### PROBLEM TO SOLVE
Check each line of the records below for the string "kernel", then state how many lines contain it, with no other output.

### INPUT
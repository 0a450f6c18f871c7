//! Per-packet detection pipeline.
//!
//! One operation: [`Pipeline::on_syn`]. The decision sequence is fixed:
//! whitelist → tracker touch → window arithmetic → threshold test →
//! kernel-state confirmation → block. The packet itself is always accepted;
//! enforcement is the kernel set's match, not ours. Nothing on this path
//! panics or propagates an error — transient failures are logged
//! (rate-limited) and absorbed.

use arc_swap::ArcSwap;
use std::net::Ipv4Addr;
use std::sync::atomic::Ordering::Relaxed;
use std::sync::{Arc, RwLock};

use crate::blockset::BlockSet;
use crate::config::DetectorConfig;
use crate::conntrack::HalfOpenProbe;
use crate::counters::Counters;
use crate::events::{Event, EventSink, LogLimiter};
use crate::tracker::TrackerTable;
use crate::whitelist::Whitelist;

/// The configuration + whitelist pair, published as one unit so a reload is
/// seen consistently or not at all by concurrent packet processing.
pub struct EngineSnapshot {
    pub config: DetectorConfig,
    pub whitelist: Whitelist,
}

pub struct Pipeline {
    snapshot: Arc<ArcSwap<EngineSnapshot>>,
    tracker: Arc<RwLock<TrackerTable>>,
    probe: Arc<dyn HalfOpenProbe>,
    blockset: Arc<dyn BlockSet>,
    sink: Arc<EventSink>,
    counters: Arc<Counters>,
    limiter: LogLimiter,
}

impl Pipeline {
    pub fn new(
        snapshot: Arc<ArcSwap<EngineSnapshot>>,
        tracker: Arc<RwLock<TrackerTable>>,
        probe: Arc<dyn HalfOpenProbe>,
        blockset: Arc<dyn BlockSet>,
        sink: Arc<EventSink>,
        counters: Arc<Counters>,
    ) -> Self {
        Self {
            snapshot,
            tracker,
            probe,
            blockset,
            sink,
            counters,
            limiter: LogLimiter::new(),
        }
    }

    /// Process one observed SYN from `addr` at monotonic time `now`.
    pub fn on_syn(&self, addr: Ipv4Addr, now: u64) {
        let snap = self.snapshot.load();
        let cfg = &snap.config;

        // Trusted sources never touch tracker state.
        if snap.whitelist.contains(addr) {
            self.counters.whitelist_hits.fetch_add(1, Relaxed);
            self.sink.emit(Event::Whitelisted { addr });
            return;
        }

        let mut tracker = self.tracker.write().unwrap();
        let rec = tracker.get_or_create(addr, now);
        rec.last_seen = now;

        // Reset-on-overflow window: strictly greater-than, and the SYN that
        // opens a fresh window is counted in it.
        if now.saturating_sub(rec.window_start) > cfg.window_ns() {
            rec.syn_count = 1;
            rec.window_start = now;
        } else {
            rec.syn_count += 1;
        }

        // An already-blocked record keeps counting but is not re-evaluated
        // until the sweeper releases it.
        if rec.syn_count > cfg.syn_threshold && !rec.blocked {
            let half_open = self.probe.count_half_open(Some(addr));
            let syn_count = rec.syn_count;

            if half_open > cfg.syn_threshold / 2 {
                // The add and the record flip happen under the same tracker
                // write guard: no reader can observe a successful add with
                // `blocked` still false.
                match self.blockset.add(addr, cfg.block_duration_s) {
                    Ok(()) => {
                        rec.blocked = true;
                        rec.block_expiry = now + cfg.block_duration_ns();
                        self.counters.detections.fetch_add(1, Relaxed);
                        self.sink.emit(Event::Blocked {
                            addr,
                            syn_count,
                            half_open,
                        });
                    }
                    Err(e) => {
                        // Record stays unblocked; the next qualifying SYN
                        // retries the add.
                        self.limiter
                            .warn(now, &format!("block-set add {addr} failed: {e}"));
                    }
                }
            } else {
                self.counters.false_positives.fetch_add(1, Relaxed);
                self.sink.emit(Event::Suspicious {
                    addr,
                    syn_count,
                    half_open,
                });
            }
        }

        self.counters.syn_packets.fetch_add(1, Relaxed);
    }
}

#[cfg(test)]
mod tests {
    use super::*;
    use anyhow::{bail, Result};
    use crossbeam_channel::Receiver;
    use std::collections::HashMap;
    use std::sync::atomic::AtomicBool;
    use std::sync::Mutex;

    struct FixedProbe(u32);

    impl HalfOpenProbe for FixedProbe {
        fn count_half_open(&self, _filter: Option<Ipv4Addr>) -> u32 {
            self.0
        }
    }

    struct MemBlockSet {
        entries: Mutex<HashMap<Ipv4Addr, u32>>,
        fail_adds: AtomicBool,
    }

    impl MemBlockSet {
        fn new() -> Arc<Self> {
            Arc::new(Self {
                entries: Mutex::new(HashMap::new()),
                fail_adds: AtomicBool::new(false),
            })
        }
    }

    impl BlockSet for MemBlockSet {
        fn add(&self, addr: Ipv4Addr, ttl_s: u32) -> Result<()> {
            if self.fail_adds.load(Relaxed) {
                bail!("injected add failure");
            }
            self.entries.lock().unwrap().insert(addr, ttl_s);
            Ok(())
        }

        fn remove(&self, addr: Ipv4Addr) -> Result<()> {
            self.entries.lock().unwrap().remove(&addr);
            Ok(())
        }

        fn test(&self, addr: Ipv4Addr) -> Result<bool> {
            Ok(self.entries.lock().unwrap().contains_key(&addr))
        }

        fn flush(&self) -> Result<()> {
            self.entries.lock().unwrap().clear();
            Ok(())
        }

        fn count(&self) -> Result<u32> {
            Ok(self.entries.lock().unwrap().len() as u32)
        }

        fn shutdown(&self) {}
    }

    struct Rig {
        pipeline: Pipeline,
        blockset: Arc<MemBlockSet>,
        tracker: Arc<RwLock<TrackerTable>>,
        counters: Arc<Counters>,
        events: Receiver<Event>,
    }

    fn rig(cfg: DetectorConfig, whitelist: &[&str], half_open: u32) -> Rig {
        let (whitelist, _) = Whitelist::from_lines(whitelist.iter().copied());
        let snapshot = Arc::new(ArcSwap::from_pointee(EngineSnapshot {
            config: cfg.clone(),
            whitelist,
        }));
        let tracker = Arc::new(RwLock::new(TrackerTable::new(
            cfg.hash_buckets,
            cfg.max_tracked_ips,
        )));
        let blockset = MemBlockSet::new();
        let counters = Counters::new();
        let (tx, events) = crossbeam_channel::bounded(65536);
        let sink = EventSink::new(tx, counters.clone());
        let pipeline = Pipeline::new(
            snapshot,
            tracker.clone(),
            Arc::new(FixedProbe(half_open)),
            blockset.clone(),
            sink,
            counters.clone(),
        );
        Rig {
            pipeline,
            blockset,
            tracker,
            counters,
            events,
        }
    }

    fn drain(rx: &Receiver<Event>) -> Vec<Event> {
        rx.try_iter().collect()
    }

    fn blocked_events(events: &[Event]) -> usize {
        events
            .iter()
            .filter(|e| matches!(e, Event::Blocked { .. }))
            .count()
    }

    const MS: u64 = 1_000_000;

    #[test]
    fn test_basic_block_confirmed_attack() {
        // Threshold 100, probe 75 > 50: the burst gets exactly one block.
        let r = rig(DetectorConfig::default(), &[], 75);
        let attacker = Ipv4Addr::new(203, 0, 113, 100);
        for i in 0..150u64 {
            r.pipeline.on_syn(attacker, i * 5 * MS);
        }

        let mut t = r.tracker.write().unwrap();
        let rec = t.get(attacker).unwrap();
        assert!(rec.blocked);
        assert_eq!(rec.syn_count, 150);
        assert_eq!(rec.block_expiry, 100 * 5 * MS + 300_000_000_000);
        drop(t);

        assert!(r.blockset.test(attacker).unwrap());
        assert_eq!(r.blockset.entries.lock().unwrap()[&attacker], 300);
        let events = drain(&r.events);
        assert_eq!(blocked_events(&events), 1);
        assert_eq!(r.counters.snapshot().detections, 1);
        assert_eq!(r.counters.snapshot().syn_packets, 150);
    }

    #[test]
    fn test_whitelist_immunity() {
        let r = rig(DetectorConfig::default(), &["192.168.0.0/16"], 75);
        let trusted = Ipv4Addr::new(192, 168, 1, 50);
        for _ in 0..1000 {
            r.pipeline.on_syn(trusted, 0);
        }
        assert_eq!(r.counters.snapshot().whitelist_hits, 1000);
        assert_eq!(r.counters.snapshot().syn_packets, 0);
        assert!(r.tracker.write().unwrap().get(trusted).is_none());
        assert_eq!(r.blockset.count().unwrap(), 0);
        let events = drain(&r.events);
        assert_eq!(events.len(), 1000);
        assert!(events
            .iter()
            .all(|e| matches!(e, Event::Whitelisted { addr } if *addr == trusted)));
    }

    #[test]
    fn test_window_reset_after_gap() {
        // 50 SYNs at t=0, 50 more at t=1100ms: the gap exceeds the window,
        // so the second batch starts a fresh count.
        let r = rig(DetectorConfig::default(), &[], 75);
        let addr = Ipv4Addr::new(10, 0, 0, 1);
        for _ in 0..50 {
            r.pipeline.on_syn(addr, 0);
        }
        for _ in 0..50 {
            r.pipeline.on_syn(addr, 1100 * MS);
        }
        let mut t = r.tracker.write().unwrap();
        let rec = t.get(addr).unwrap();
        assert_eq!(rec.syn_count, 50);
        assert_eq!(rec.window_start, 1100 * MS);
        assert!(!rec.blocked);
        drop(t);
        assert_eq!(r.blockset.count().unwrap(), 0);
    }

    #[test]
    fn test_window_tie_does_not_reset() {
        // now - window_start == window_ns is NOT a reset (strict >).
        let r = rig(DetectorConfig::default(), &[], 75);
        let addr = Ipv4Addr::new(10, 0, 0, 2);
        r.pipeline.on_syn(addr, 0);
        r.pipeline.on_syn(addr, 1000 * MS);
        let mut t = r.tracker.write().unwrap();
        let rec = t.get(addr).unwrap();
        assert_eq!(rec.syn_count, 2);
        assert_eq!(rec.window_start, 0);
        // Past the window it does reset.
        drop(t);
        r.pipeline.on_syn(addr, 2001 * MS);
        let mut t = r.tracker.write().unwrap();
        let rec = t.get(addr).unwrap();
        assert_eq!(rec.syn_count, 1);
    }

    #[test]
    fn test_suspicious_not_confirmed() {
        // Probe reports 10 half-open, below T/2 = 50: no block.
        let r = rig(DetectorConfig::default(), &[], 10);
        let addr = Ipv4Addr::new(198, 51, 100, 7);
        for i in 0..150u64 {
            r.pipeline.on_syn(addr, i * 5 * MS);
        }
        assert!(!r.blockset.test(addr).unwrap());
        let mut t = r.tracker.write().unwrap();
        assert!(!t.get(addr).unwrap().blocked);
        drop(t);
        let events = drain(&r.events);
        assert_eq!(blocked_events(&events), 0);
        let suspicious = events
            .iter()
            .filter(|e| matches!(e, Event::Suspicious { .. }))
            .count();
        assert_eq!(suspicious as u64, r.counters.snapshot().false_positives);
        assert!(suspicious >= 1);
    }

    #[test]
    fn test_threshold_is_strictly_greater() {
        let cfg = DetectorConfig {
            syn_threshold: 5,
            ..Default::default()
        };
        let r = rig(cfg, &[], 100);
        let addr = Ipv4Addr::new(10, 0, 0, 3);
        for _ in 0..5 {
            r.pipeline.on_syn(addr, 0);
        }
        // Exactly at threshold: nothing yet.
        assert_eq!(r.blockset.count().unwrap(), 0);
        r.pipeline.on_syn(addr, 0);
        // One past: blocked.
        assert!(r.blockset.test(addr).unwrap());
    }

    #[test]
    fn test_threshold_one_triggers_on_second_syn() {
        let cfg = DetectorConfig {
            syn_threshold: 1,
            ..Default::default()
        };
        let r = rig(cfg, &[], 1);
        let addr = Ipv4Addr::new(10, 0, 0, 4);
        r.pipeline.on_syn(addr, 0);
        assert_eq!(r.blockset.count().unwrap(), 0);
        r.pipeline.on_syn(addr, MS);
        // half_open = 1 > 1/2 = 0 confirms.
        assert!(r.blockset.test(addr).unwrap());
    }

    #[test]
    fn test_blocked_record_not_reevaluated() {
        let r = rig(DetectorConfig::default(), &[], 75);
        let addr = Ipv4Addr::new(203, 0, 113, 50);
        for i in 0..200u64 {
            r.pipeline.on_syn(addr, i * MS);
        }
        let events = drain(&r.events);
        assert_eq!(blocked_events(&events), 1);
        assert_eq!(r.counters.snapshot().detections, 1);
        // Counter keeps accumulating past the block.
        let mut t = r.tracker.write().unwrap();
        assert_eq!(t.get(addr).unwrap().syn_count, 200);
    }

    #[test]
    fn test_failed_add_retries_on_next_syn() {
        let r = rig(DetectorConfig::default(), &[], 75);
        let addr = Ipv4Addr::new(203, 0, 113, 60);
        r.blockset.fail_adds.store(true, Relaxed);
        for i in 0..110u64 {
            r.pipeline.on_syn(addr, i * MS);
        }
        let mut t = r.tracker.write().unwrap();
        assert!(!t.get(addr).unwrap().blocked);
        drop(t);
        assert_eq!(r.counters.snapshot().detections, 0);

        // The driver recovers; the very next qualifying SYN blocks.
        r.blockset.fail_adds.store(false, Relaxed);
        r.pipeline.on_syn(addr, 111 * MS);
        assert!(r.blockset.test(addr).unwrap());
        let mut t = r.tracker.write().unwrap();
        assert!(t.get(addr).unwrap().blocked);
    }

    #[test]
    fn test_probe_zero_means_not_confirmed() {
        // A dead probe (reads as 0) must never confirm a block.
        let r = rig(DetectorConfig::default(), &[], 0);
        let addr = Ipv4Addr::new(198, 51, 100, 8);
        for i in 0..150u64 {
            r.pipeline.on_syn(addr, i * MS);
        }
        assert_eq!(r.blockset.count().unwrap(), 0);
        assert!(r.counters.snapshot().false_positives >= 1);
    }

    #[test]
    fn test_record_invariants_hold() {
        let r = rig(DetectorConfig::default(), &[], 75);
        for i in 0..50u32 {
            let addr = Ipv4Addr::from(0xCB00_7100 + (i % 7));
            r.pipeline.on_syn(addr, (i as u64) * 37 * MS);
        }
        let t = r.tracker.read().unwrap();
        let stats = t.stats();
        assert!(stats.total <= DetectorConfig::default().max_tracked_ips);
        drop(t);
        let mut t = r.tracker.write().unwrap();
        for i in 0..7u32 {
            let addr = Ipv4Addr::from(0xCB00_7100 + i);
            let rec = t.get(addr).unwrap();
            assert!(rec.window_start <= rec.last_seen);
            assert!(rec.syn_count >= 1);
            if rec.blocked {
                assert!(rec.block_expiry > rec.window_start);
            }
        }
    }

    #[test]
    fn test_reblock_after_manual_release() {
        // Invariant: once the sweeper (simulated here) releases a block, a
        // fresh burst can produce a second Blocked event.
        let r = rig(DetectorConfig::default(), &[], 75);
        let addr = Ipv4Addr::new(203, 0, 113, 100);
        for i in 0..110u64 {
            r.pipeline.on_syn(addr, i * MS);
        }
        assert_eq!(r.counters.snapshot().detections, 1);

        // Sweeper-equivalent release.
        r.blockset.remove(addr).unwrap();
        {
            let mut t = r.tracker.write().unwrap();
            let rec = t.get(addr).unwrap();
            rec.blocked = false;
            rec.block_expiry = 0;
        }

        let base = 400_000 * MS;
        for i in 0..110u64 {
            r.pipeline.on_syn(addr, base + i * MS);
        }
        assert_eq!(r.counters.snapshot().detections, 2);
        assert!(r.blockset.test(addr).unwrap());
    }
}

### WORKED SOLUTION
2